use crate::config::Config;
use crate::error::Result;
use crate::events::{RawEvent, Trigger, Verdict};
use crate::services::settings::DelayConfigProvider;
use std::sync::Arc;

/// Receiver of the raw event stream. Called on the hook thread; must not block.
pub trait EventHandler: Send + Sync {
    fn handle(&self, event: RawEvent) -> Verdict;

    /// Internal consistency of the handler, checked by the watchdog
    fn is_healthy(&self) -> bool {
        true
    }

    /// Drop any in-flight state before the hook is restarted
    fn reset(&self) {}
}

/// Capability interface of the OS input hook
pub trait InputHook: Send + Sync {
    /// Start delivering events to `handler`. Starting a started hook is a no-op.
    fn start(&self, handler: Arc<dyn EventHandler>) -> Result<()>;

    /// Stop delivering events and release the device
    fn stop(&self);

    /// Locally tracked flag: `start` succeeded and `stop` was not called
    fn is_started(&self) -> bool;

    /// OS-level liveness: the hook is still actually receiving events
    fn is_enabled(&self) -> bool;
}

/// Factory function to create an appropriate input hook based on the dry_run flag
pub fn create_input_hook(
    config: Arc<Config>,
    trigger: Trigger,
    delay: Arc<dyn DelayConfigProvider>,
    dry_run: bool,
) -> Result<Arc<dyn InputHook>> {
    if dry_run {
        Ok(Arc::new(super::dry_input_hook::DryRunInputHook::new(trigger, delay)))
    } else {
        Ok(Arc::new(super::evdev_hook::EvdevInputHook::new(config)))
    }
}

┄┄┄┄┄┄┄┄┄┄

## Exercise requirements
Copy every line of the material above in which the word "super" appears.

## Answer to this exercise
        Ok(Arc::new(super::dry_input_hook::DryRunInputHook::new(trigger, delay)))
        Ok(Arc::new(super::evdev_hook::EvdevInputHook::new(config)))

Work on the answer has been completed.